• **Problem to work on**
Return the entries exactly as they appear.

Items from a data source
// This file is part of the product NoPressure.
// SPDX-FileCopyrightText: 2025-2026 Zivatar Limited
// SPDX-License-Identifier: AGPL-3.0-or-later
// The code and documentation in this repository is licensed under the GNU Affero General Public License v3.0 or later (AGPL-3.0-or-later). See LICENSE.

use crate::assets::AssetStore;
use crate::config::ValidatedConfig;
use crate::iam::{AdminCredentials, PasswordError};
use crate::runtime_paths::RuntimePaths;
use crate::store::ContentStore;

/// Shared by every worker through `web::Data`.
#[derive(Debug)]
pub struct AppState {
    pub config: ValidatedConfig,
    pub store: ContentStore,
    pub assets: AssetStore,
    pub credentials: AdminCredentials,
}

impl AppState {
    pub fn new(
        config: ValidatedConfig,
        runtime_paths: &RuntimePaths,
        store: ContentStore,
    ) -> Result<Self, PasswordError> {
        let assets = AssetStore::from_runtime_paths(runtime_paths);
        Ok(Self {
            config,
            store,
            assets,
            credentials: AdminCredentials::new()?,
        })
    }

    pub fn upload_limit_bytes(&self) -> usize {
        self.config.upload.max_file_size_bytes()
    }
}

• **Written answer**
// This file is part of the product NoPressure.
// SPDX-FileCopyrightText: 2025-2026 Zivatar Limited
// SPDX-License-Identifier: AGPL-3.0-or-later
// The code and documentation in this repository is licensed under the GNU Affero General Public License v3.0 or later (AGPL-3.0-or-later). See LICENSE.

use crate::assets::AssetStore;
use crate::config::ValidatedConfig;
use crate::iam::{AdminCredentials, PasswordError};
use crate::runtime_paths::RuntimePaths;
use crate::store::ContentStore;

/// Shared by every worker through `web::Data`.
#[derive(Debug)]
pub struct AppState {
    pub config: ValidatedConfig,
    pub store: ContentStore,
    pub assets: AssetStore,
    pub credentials: AdminCredentials,
}

impl AppState {
    pub fn new(
        config: ValidatedConfig,
        runtime_paths: &RuntimePaths,
        store: ContentStore,
    ) -> Result<Self, PasswordError> {
        let assets = AssetStore::from_runtime_paths(runtime_paths);
        Ok(Self {
            config,
            store,
            assets,
            credentials: AdminCredentials::new()?,
        })
    }

    pub fn upload_limit_bytes(&self) -> usize {
        self.config.upload.max_file_size_bytes()
    }
}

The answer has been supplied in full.